Не знал тогда Ванюшка Золотарев, не мог знать, что попадет все же в Москву номерок его газеты.
А между тем папаша Крутогон взвалил себе на плечи тючок с газетами и отправился в Черепаново и другие окрестные селения. Вернулся он живой, невредимый, веселый и с пустыми руками. Распределил газету между белыми солдатами и крестьянами.
Вскоре сказались и результаты. В селе Черепанове, в запасном полку, произошла заваруха. Около двух рот при оружии, на глазах офицеров, вышли из села, направились в лес, в горы и, подойдя к партизанским постам, подняли винтовки прикладами вверх.
Тогда возгордившийся Ванюшка прибил над кедровым пнем, дощечку с надписью:
Редакция газеты «Голос, партизана». Прием днем и ночью, ежели редакция не в бою находится.
Об этому времени на редакционном кедровом пне появились заметки бойцов отряда и окрестных крестьян — первых военкоров и селькоров.
Пора было приниматься за второй номер…
* * *
Мятый, замусоленный, зачитанный до дыр лист обойной бумаги висит в Московском музее революции, в окружении партизанского оружия. Он здесь по праву. Революция сражалась не только порохом и сталью. Этот лист обоев, на печатанный сажей, затертой на керосине, таил в себе взрывчатую силу, равную сотне гранат.
В Москве находится и Золотарев — руководит отделом в одной из центральных газет.
А товарищ Неподступаев променял верстатку на саблю — командует дивизией на Украине.
Что касается папаши Крутогона, то он попрежнему работает формовщиком, не помню точно на каком заводе, здесь у нас на Урале. Папаша активно рабкорит, пишет не только в свою заводскую газету, но и в районную и, даже говорили мне, собирается писать в «Уральский рабочий».

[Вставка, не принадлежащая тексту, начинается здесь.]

use crate::detect::property::color::ColorReferenceSet;
use crate::detect::property::frame_readings::FrameReadings;
use crate::detect::property::line::line_match_mask;
use anyhow::Result;
use serde::Serialize;
use spark_media::image::util::draw::ApplyMask;
use spark_media::{Image, RGB};

pub(crate) const ZONE_COLOR: RGB = RGB(102, 126, 234);
pub(crate) const ALERT_COLOR: RGB = RGB(245, 87, 108);
pub(crate) const MATCH_TINT: RGB = RGB(0, 96, 0);
const ZONE_THICKNESS: u32 = 2;
const OBSTACLE_ZONE_RADIUS: i64 = 50;
/// Text is not rasterized; a label is marked by a tag of this size at its anchor.
const LABEL_TAG_SIZE: u32 = 6;

#[derive(Debug, Clone, PartialEq, Serialize)]
#[serde(tag = "shape", rename_all = "snake_case")]
pub enum OverlayShape {
    Rect {
        x: i64,
        y: i64,
        width: i64,
        height: i64,
        color: [u8; 3],
    },
    Circle {
        x: i64,
        y: i64,
        radius: i64,
        color: [u8; 3],
    },
    Text {
        x: i64,
        y: i64,
        text: String,
        color: [u8; 3],
    },
}

/// Detection zones and labels for one frame, in frame pixel coordinates.
#[derive(Debug, Clone, PartialEq, Default, Serialize)]
pub struct Overlay {
    pub width: u32,
    pub height: u32,
    pub shapes: Vec<OverlayShape>,
}

fn rgb(color: RGB) -> [u8; 3] {
    [color.0, color.1, color.2]
}

impl Overlay {
    pub fn describe(width: u32, height: u32, readings: &FrameReadings) -> Self {
        let w = width as i64;
        let h = height as f64;
        let mut shapes = vec![
            OverlayShape::Rect {
                x: 10,
                y: (h * 0.6) as i64,
                width: w - 20,
                height: (h * 0.35) as i64,
                color: rgb(ZONE_COLOR),
            },
            OverlayShape::Rect {
                x: 10,
                y: 10,
                width: w - 20,
                height: (h * 0.4) as i64,
                color: rgb(ZONE_COLOR),
            },
            OverlayShape::Circle {
                x: w / 2,
                y: height as i64 / 2,
                radius: OBSTACLE_ZONE_RADIUS,
                color: rgb(ALERT_COLOR),
            },
        ];

        if readings.line.detected {
            shapes.push(OverlayShape::Text {
                x: 20,
                y: height as i64 - 20,
                text: readings.line.direction.to_string(),
                color: rgb(ZONE_COLOR),
            });
        }
        if let Some(sign) = readings.sign.sign {
            shapes.push(OverlayShape::Text {
                x: w / 2 - 50,
                y: 50,
                text: sign.to_string(),
                color: rgb(ALERT_COLOR),
            });
        }

        Overlay {
            width,
            height,
            shapes,
        }
    }

    pub fn labels(&self) -> impl Iterator<Item = &str> {
        self.shapes.iter().filter_map(|shape| match shape {
            OverlayShape::Text { text, .. } => Some(text.as_str()),
            _ => None,
        })
    }

    pub fn render_onto(&self, frame: &mut Image) {
        for shape in &self.shapes {
            match shape {
                OverlayShape::Rect {
                    x,
                    y,
                    width,
                    height,
                    color,
                } => frame.stroke_rect(*x, *y, *width, *height, ZONE_THICKNESS, RGB::from(*color)),
                OverlayShape::Circle { x, y, radius, color } => {
                    frame.stroke_circle(*x, *y, *radius, RGB::from(*color));
                    frame.stroke_circle(*x, *y, *radius - 1, RGB::from(*color));
                }
                OverlayShape::Text { x, y, color, .. } => {
                    let top = (*y - LABEL_TAG_SIZE as i64).max(0) as u32;
                    frame.fill_rect((*x).max(0) as u32, top, LABEL_TAG_SIZE, LABEL_TAG_SIZE, RGB::from(*color));
                }
            }
        }
    }
}

/// Debug snapshot: the frame with matched line pixels tinted and the overlay drawn on top.
pub fn annotate(frame: &Image, colors: &ColorReferenceSet, overlay: &Overlay) -> Result<Image> {
    let mut annotated = frame.clone();
    let mask = line_match_mask(frame, colors);
    annotated.layering_mask(&mask, MATCH_TINT)?;
    overlay.render_onto(&mut annotated);
    Ok(annotated)
}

А пулеметчик-полотер Вакулин так и не добрался до своих паркетных полов — убит в бою с колчаковским бронепоездом. Его похоронили с честью, под грохот винтовочного салюта, а Ваня Золотарев написал его некролог в стихах.
Неизвестна мне дальнейшая судьба лишь одного из редакционных работников «Голоса партизана» — силача Сени-Мотора.
Если попадутся тебе на глаза эти строки, откликнись, дорогой Сеня-Мотор!